Сами русские просвещенцы, заимствовавшие взгляд на мир у немецких агностиков и британских эмпирицистов (Локк был вначале кальвинистом, затем социнианцем; Дарвин был атеистом во втором поколении), были склонны объяснять душевные болезни результатом банальных внешних воздействий на гомеостаз организма. Писарев, страдавший биполярным аффективным психозом, маниакальную фазу не считал болезнью, хотя осознавал, что с ним происходит что-то необычное («опрокинув в уме своем всякие Казбеки и Монбланы, я представлялся самому себе каким-то титаном, Прометеем, похитившим священный огонь»), В этом состоянии, которое у него не дошло до крайней степени возбуждения, он «опрокидывал в себя» Аристотеля и строчил бесконечный доклад о судьбе человека.
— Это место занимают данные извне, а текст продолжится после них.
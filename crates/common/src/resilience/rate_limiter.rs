//! Sliding-window rate limiting over a shared store
//!
//! [`SlidingWindowLimiter::check`] bounds how many calls a logical caller may
//! make inside any rolling window. The window itself lives behind
//! [`RateLimitStore`], whose `record` must prune, count and insert as one
//! atomic step so concurrent callers can never exceed the limit.
//!
//! When the store is unreachable the limiter fails closed: the call is denied
//! and `retry_after_ms` is the full window.

use std::collections::{HashMap, VecDeque};
use std::sync::atomic::{AtomicBool, Ordering};
use std::sync::Arc;
use std::time::Duration;

use async_trait::async_trait;
use parking_lot::Mutex;
use tracing::{debug, warn};

use super::{Clock, ResilienceError, ResilienceResult, SystemClock};

/// Outcome of one `check` call
#[derive(Debug, Clone, Copy, PartialEq, Eq)]
pub struct RateLimitDecision {
    pub allowed: bool,
    pub remaining: u32,
    pub retry_after_ms: u64,
}

impl RateLimitDecision {
    /// Denial used when the store cannot answer
    pub const fn fail_closed(window_ms: u64) -> Self {
        Self { allowed: false, remaining: 0, retry_after_ms: window_ms }
    }
}

/// Key for a generic guarded operation: `rl:<name>:<id>`
pub fn operation_key(name: &str, id: &str) -> String {
    format!("rl:{name}:{id}")
}

/// Key for one external credential: `<provider>:ratelimit:<credentialId>`
pub fn credential_key(provider: &str, credential_id: &str) -> String {
    format!("{provider}:ratelimit:{credential_id}")
}

/// Shared counter store backing the sliding window
#[async_trait]
pub trait RateLimitStore: Send + Sync {
    /// Atomically drop entries older than `now_ms - window_ms`, then either
    /// record `now_ms` (when fewer than `limit` remain) or report when the
    /// oldest entry leaves the window. The key's TTL is refreshed to the
    /// window on every recorded call.
    async fn record(
        &self,
        key: &str,
        limit: u32,
        window_ms: u64,
        now_ms: u64,
    ) -> ResilienceResult<RateLimitDecision>;

    /// Reachability probe for health checks
    async fn ping(&self) -> ResilienceResult<()>;
}

/// Rolling-window limiter
pub struct SlidingWindowLimiter<C: Clock = SystemClock> {
    store: Arc<dyn RateLimitStore>,
    clock: Arc<C>,
}

impl<C: Clock> Clone for SlidingWindowLimiter<C> {
    fn clone(&self) -> Self {
        Self { store: Arc::clone(&self.store), clock: Arc::clone(&self.clock) }
    }
}

impl SlidingWindowLimiter<SystemClock> {
    pub fn new(store: Arc<dyn RateLimitStore>) -> Self {
        Self::with_clock(store, SystemClock)
    }
}

impl<C: Clock> SlidingWindowLimiter<C> {
    pub fn with_clock(store: Arc<dyn RateLimitStore>, clock: C) -> Self {
        Self { store, clock: Arc::new(clock) }
    }

    /// Check and record one call for `key`.
    ///
    /// Never errors: a store failure is logged and returned as a denial.
    pub async fn check(&self, key: &str, limit: u32, window: Duration) -> RateLimitDecision {
        let window_ms = duration_millis(window);
        match self.try_check(key, limit, window).await {
            Ok(decision) => decision,
            Err(err) => {
                warn!(key, error = %err, "rate limit store unavailable, denying call");
                RateLimitDecision::fail_closed(window_ms)
            }
        }
    }

    /// Like [`check`](Self::check) but surfaces store failures.
    pub async fn try_check(
        &self,
        key: &str,
        limit: u32,
        window: Duration,
    ) -> ResilienceResult<RateLimitDecision> {
        let window_ms = duration_millis(window);
        let now_ms = self.clock.millis_since_epoch();
        let decision = self.store.record(key, limit, window_ms, now_ms).await?;
        debug!(
            key,
            allowed = decision.allowed,
            remaining = decision.remaining,
            retry_after_ms = decision.retry_after_ms,
            "rate limit checked"
        );
        Ok(decision)
    }

    /// Check `key` and turn a denial into [`ResilienceError::RateLimited`].
    pub async fn acquire(&self, key: &str, limit: u32, window: Duration) -> ResilienceResult<u32> {
        let decision = self.check(key, limit, window).await;
        if decision.allowed {
            Ok(decision.remaining)
        } else {
            Err(ResilienceError::RateLimited {
                key: key.to_string(),
                retry_after: Duration::from_millis(decision.retry_after_ms),
            })
        }
    }

    /// Store reachability
    pub async fn ping(&self) -> ResilienceResult<()> {
        self.store.ping().await
    }
}

fn duration_millis(window: Duration) -> u64 {
    u64::try_from(window.as_millis()).unwrap_or(u64::MAX)
}

/// Process-local store used by tests and single-node deployments.
///
/// Every `record` runs under one mutex, which gives the same atomicity as
/// the scripted server-side implementation.
#[derive(Debug, Default)]
pub struct InMemoryWindowStore {
    windows: Mutex<HashMap<String, Window>>,
    unavailable: AtomicBool,
}

#[derive(Debug, Default)]
struct Window {
    stamps: VecDeque<u64>,
    expires_at_ms: u64,
}

impl InMemoryWindowStore {
    pub fn new() -> Self {
        Self::default()
    }

    /// Simulate an outage: every call errors until re-enabled
    pub fn set_available(&self, available: bool) {
        self.unavailable.store(!available, Ordering::SeqCst);
    }

    /// Number of live entries for `key`
    pub fn len(&self, key: &str) -> usize {
        self.windows.lock().get(key).map_or(0, |w| w.stamps.len())
    }

    pub fn is_empty(&self, key: &str) -> bool {
        self.len(key) == 0
    }

    fn ensure_available(&self) -> ResilienceResult<()> {
        if self.unavailable.load(Ordering::SeqCst) {
            return Err(ResilienceError::StoreUnavailable {
                message: "in-memory store disabled".to_string(),
            });
        }
        Ok(())
    }
}

#[async_trait]
impl RateLimitStore for InMemoryWindowStore {
    async fn record(
        &self,
        key: &str,
        limit: u32,
        window_ms: u64,
        now_ms: u64,
    ) -> ResilienceResult<RateLimitDecision> {
        self.ensure_available()?;

        let mut windows = self.windows.lock();
        windows.retain(|_, w| w.expires_at_ms > now_ms);
        let window = windows.entry(key.to_string()).or_default();

        let floor = now_ms.saturating_sub(window_ms);
        while window.stamps.front().is_some_and(|&oldest| oldest <= floor) {
            window.stamps.pop_front();
        }

        let count = u32::try_from(window.stamps.len()).unwrap_or(u32::MAX);
        if count < limit {
            window.stamps.push_back(now_ms);
            window.expires_at_ms = now_ms.saturating_add(window_ms);
            return Ok(RateLimitDecision {
                allowed: true,
                remaining: limit - count - 1,
                retry_after_ms: 0,
            });
        }

        let retry_after_ms = window
            .stamps
            .front()
            .map_or(window_ms, |&oldest| (oldest + window_ms).saturating_sub(now_ms));
        Ok(RateLimitDecision { allowed: false, remaining: 0, retry_after_ms })
    }

    async fn ping(&self) -> ResilienceResult<()> {
        self.ensure_available()
    }
}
За манией, в которой он и перестал быть христианином, пришла затяжная депрессия, причём с выраженным ипохондрическим элементом; в отличие от чистого меланхолика он испытывал резко выраженный, физиологический страх смерти. В это состоянии, по его самоописанию, его взгляд на мир достиг предельного скептицизма и одновременно он зафиксировался на собственном здоровье, считая причиной болезни неправильный режим в предыдущий период (когда он, как всегда бывает в мании, неделями не спал) и неправильное питание. Чтобы выйти из тягостного состояния, когда «даже свет и темнота, луна и солнце на небе казались мне декорациями и входили в состав общей громадной мистификации» (этот феномен именуется деперсонализацией), он практиковал различные диеты. Самоубийство он совершил на пике второй по счёту депрессии, когда к острой тревоге, в которой он не находил себе места, присоединился бред преследования.
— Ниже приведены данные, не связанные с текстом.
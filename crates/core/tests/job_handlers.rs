//! Handler-level behaviour for request, report and housekeeping jobs

mod support;

use std::sync::Arc;
use std::sync::Mutex;

use async_trait::async_trait;
use serde_json::{json, Value};
use storesync_core::jobs::handlers::{
    CleanupCacheHandler, GenerateReportHandler, ProcessRequestHandler, StoreSyncHandler,
};
use storesync_core::jobs::ports::JobHandler;
use storesync_core::maintenance::ports::{CacheJanitor, ReportRepository};
use storesync_core::SyncEngine;
use storesync_domain::{
    ChangeRequest, Report, ReportType, RequestKind, RequestStatus, Result as DomainResult,
    StoreSyncError,
};
use support::repositories::{
    MockOrderRepository, MockProductRepository, MockRequestRepository, MockStoreRepository,
    RecordingMetrics, ScriptedUpstream,
};
use support::{fast_settings, job, mock_clock, start_time, store, TENANT};

fn change_request(id: &str, kind: RequestKind, payload: Value) -> ChangeRequest {
    ChangeRequest {
        id: id.to_string(),
        tenant_id: TENANT.to_string(),
        kind,
        payload,
        status: RequestStatus::Pending,
        reviewer_user_id: None,
        reviewed_at: None,
        applied_at: None,
    }
}

struct RequestHarness {
    requests: Arc<MockRequestRepository>,
    products: Arc<MockProductRepository>,
    orders: Arc<MockOrderRepository>,
    handler: ProcessRequestHandler,
}

fn request_harness(requests: Vec<ChangeRequest>) -> RequestHarness {
    let requests = Arc::new(MockRequestRepository::new(requests));
    let products = Arc::new(MockProductRepository::default());
    let orders = Arc::new(MockOrderRepository::default());
    let handler =
        ProcessRequestHandler::new(requests.clone(), products.clone(), orders.clone(), mock_clock());
    RequestHarness { requests, products, orders, handler }
}

#[tokio::test]
async fn approving_stock_adjustment_moves_stock_once() {
    let h = request_harness(vec![change_request(
        "r1",
        RequestKind::StockAdjustment,
        json!({"productId": "p1", "quantity": -3, "reason": "damaged"}),
    )]);
    let approve = job("process-request", json!({"requestId": "r1", "action": "approve", "reviewerUserId": "u9"}));

    let result = h.handler.handle(&approve).await.unwrap();
    assert_eq!(result["status"], "approved");
    assert_eq!(result["applied"], true);

    let request = h.requests.request("r1").unwrap();
    assert_eq!(request.status, RequestStatus::Approved);
    assert_eq!(request.reviewer_user_id.as_deref(), Some("u9"));
    assert_eq!(request.reviewed_at, Some(start_time()));
    assert_eq!(h.requests.movements(), vec![("r1".to_string(), "p1".to_string(), -3)]);

    // Redelivery of the same approval does not apply twice
    let again = h.handler.handle(&approve).await.unwrap();
    assert_eq!(again["applied"], false);
    assert_eq!(h.requests.movements().len(), 1);
}

#[tokio::test]
async fn approving_new_product_and_order_note() {
    let h = request_harness(vec![
        change_request("r1", RequestKind::NewProduct, json!({"sku": "NEW-1", "name": "Lamp", "price": "30.00"})),
        change_request("r2", RequestKind::OrderNote, json!({"orderId": "ord-1", "note": "gift"})),
    ]);

    h.handler.handle(&job("process-request", json!({"requestId": "r1", "action": "approve"}))).await.unwrap();
    h.handler.handle(&job("process-request", json!({"requestId": "r2", "action": "approve"}))).await.unwrap();

    let product = h.products.get(TENANT, "NEW-1").unwrap();
    assert_eq!(product.name.as_deref(), Some("Lamp"));
    assert!(product.active);
    assert_eq!(h.orders.note("ord-1").as_deref(), Some("gift"));
}

#[tokio::test]
async fn reject_and_apply_only_change_status() {
    let h = request_harness(vec![
        change_request("r1", RequestKind::StockAdjustment, json!({"productId": "p1", "quantity": 5})),
        change_request("r2", RequestKind::OrderNote, json!({"orderId": "o1", "note": "x"})),
    ]);

    h.handler.handle(&job("process-request", json!({"requestId": "r1", "action": "reject"}))).await.unwrap();
    h.handler.handle(&job("process-request", json!({"requestId": "r2", "action": "apply"}))).await.unwrap();

    assert_eq!(h.requests.request("r1").unwrap().status, RequestStatus::Rejected);
    let applied = h.requests.request("r2").unwrap();
    assert_eq!(applied.status, RequestStatus::Applied);
    assert_eq!(applied.applied_at, Some(start_time()));
    assert!(h.requests.movements().is_empty());
    assert_eq!(h.orders.note("o1"), None);
}

#[tokio::test]
async fn unknown_action_and_missing_request_are_permanent() {
    let h = request_harness(vec![]);

    let err = h
        .handler
        .handle(&job("process-request", json!({"requestId": "r1", "action": "escalate"})))
        .await
        .unwrap_err();
    assert!(matches!(err, StoreSyncError::InvalidPayload(_)));

    let err = h
        .handler
        .handle(&job("process-request", json!({"requestId": "nope", "action": "approve"})))
        .await
        .unwrap_err();
    assert!(matches!(err, StoreSyncError::NotFound(_)));
    assert!(!err.is_retryable());
}

#[derive(Default)]
struct MockReports {
    saved: Mutex<Vec<Report>>,
}

#[async_trait]
impl ReportRepository for MockReports {
    async fn summarize(&self, tenant_id: &str, report_type: ReportType) -> DomainResult<Value> {
        Ok(json!({"tenantId": tenant_id, "type": report_type.as_str(), "count": 3}))
    }

    async fn save_report(&self, report: &Report) -> DomainResult<()> {
        self.saved.lock().unwrap().push(report.clone());
        Ok(())
    }
}

#[tokio::test]
async fn generate_report_persists_summary() {
    let reports = Arc::new(MockReports::default());
    let handler = GenerateReportHandler::new(reports.clone(), mock_clock());

    let result = handler
        .handle(&job("generate-report", json!({"tenantId": TENANT, "reportType": "orders"})))
        .await
        .unwrap();

    assert_eq!(result["summary"]["count"], 3);
    let saved = reports.saved.lock().unwrap();
    assert_eq!(saved.len(), 1);
    assert_eq!(saved[0].report_type, ReportType::Orders);
    assert_eq!(saved[0].generated_at, start_time());

    drop(saved);
    let err = handler
        .handle(&job("generate-report", json!({"tenantId": TENANT, "reportType": "weekly"})))
        .await
        .unwrap_err();
    assert!(matches!(err, StoreSyncError::InvalidPayload(_)));
}

struct CountingJanitor(Mutex<Vec<(String, i64)>>);

#[async_trait]
impl CacheJanitor for CountingJanitor {
    async fn expire_untimed_keys(&self, pattern: &str, ttl_secs: i64) -> DomainResult<u64> {
        self.0.lock().unwrap().push((pattern.to_string(), ttl_secs));
        Ok(4)
    }
}

#[tokio::test]
async fn cleanup_cache_targets_cache_namespace() {
    let janitor = Arc::new(CountingJanitor(Mutex::default()));
    let result = CleanupCacheHandler::new(janitor.clone()).handle(&job("cleanup-cache", json!({}))).await.unwrap();

    assert_eq!(result["keysExpired"], 4);
    assert_eq!(*janitor.0.lock().unwrap(), vec![("cache:*".to_string(), 3_600)]);
}

#[tokio::test]
async fn store_sync_handler_requires_store_id() {
    let engine = Arc::new(SyncEngine::new(
        Arc::new(MockStoreRepository::new(vec![store("s1")])),
        Arc::new(MockOrderRepository::default()),
        Arc::new(MockProductRepository::default()),
        Arc::new(ScriptedUpstream::default()),
        Arc::new(RecordingMetrics::default()),
        mock_clock(),
        fast_settings(),
    ));
    let handler = StoreSyncHandler::orders(engine);

    let err = handler.handle(&job("woo-sync-orders", json!({}))).await.unwrap_err();
    assert!(matches!(err, StoreSyncError::InvalidPayload(_)));

    let ok = handler.handle(&job("woo-sync-orders", json!({"storeId": "s1"}))).await.unwrap();
    assert_eq!(ok["imported"], 0);
    assert_eq!(ok["pages"], 1);
}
Биологам-натуралистам, фотографически точно описанным Тургеневым в образе Базарова, была свойственна рациональная, вульгарно физиологическая интерпретация как здоровых, как и болезненных движений души, которая сама по себе воспринималась ими как разновидность физиологического отправления. Эра Просвещения развернула интерес учёных от человека к окружающему миру, что отождествлялось с прогрессом — при том, что понимание человеческой природы и мотивов человека, в том числе и собственных, упростилось до примитивности, скатилось на уровень ньютоновской механики. В то же время открытия, сделанные в точных науках, повышают как самомнение, так и убеждённость в неограниченных возможностях человека, который кажется более могущественным, чем Творец. И более того, ни в каких высших силах «над собою» не нуждается: они мешают, досаждают, строят препятствия к исследованиям, не дают сворачивать познавательные «Казбеки и Монбланы».